ERP are cross-functional and enterprise wide. All functional departments that are involved
in operations or production are integrated in one system. In addition to manufacturing,
warehousing, logistics, and information technology, this would include accounting, human
resources, marketing, and strategic management.
Prior to the concept ERP systems, departments within an organization (for example, the human
resources (HR) department, the payroll department, and the financials department) would have
their own computer systems. The HR computer system (often called HRMS or HRIS) would
typically contain information on the department, reporting structure, and personal details of
employees. The payroll department would typically calculate and store paycheck information.
The financial department would typically store financial transactions for the organization. Each
system would have to rely on a set of common data to communicate with each other.
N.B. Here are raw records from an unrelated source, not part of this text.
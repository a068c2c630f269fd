//! Fotomigra Fetch Library
//!
//! This crate turns a public image URL into image bytes: either a raw
//! download or a watermark-service round trip with bounded retry and
//! post-compression. The contract is that a fetch never fails — on any
//! error the configured placeholder image is returned so the batch
//! continues, and the failure is recorded in the failure log for offline
//! replay.

pub mod compress;
pub mod faillog;
pub mod fetcher;
pub mod placeholder;

// Re-export commonly used types
pub use compress::recompress_jpeg;
pub use faillog::{extract_failed_urls, FailureLog, FileFailureLog, MemoryFailureLog};
pub use fetcher::{Fetcher, ImageFetcher};
pub use placeholder::default_placeholder;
For the
HRIS to send salary information to the payroll system, an employee number would need to be
assigned and remain static between the two systems to accurately identify an employee. The
financial system was not interested in the employee-level data, but only in the payouts made
by the payroll systems, such as the tax payments to various authorities, payments for employee
benefits to providers, and so on. This provided complications. For instance, a person could not be
paid in the payroll system without an employee number.
ERP software, among other things, combined the data of formerly separate applications. This
made the worry of keeping numbers in synchronization across multiple systems disappear.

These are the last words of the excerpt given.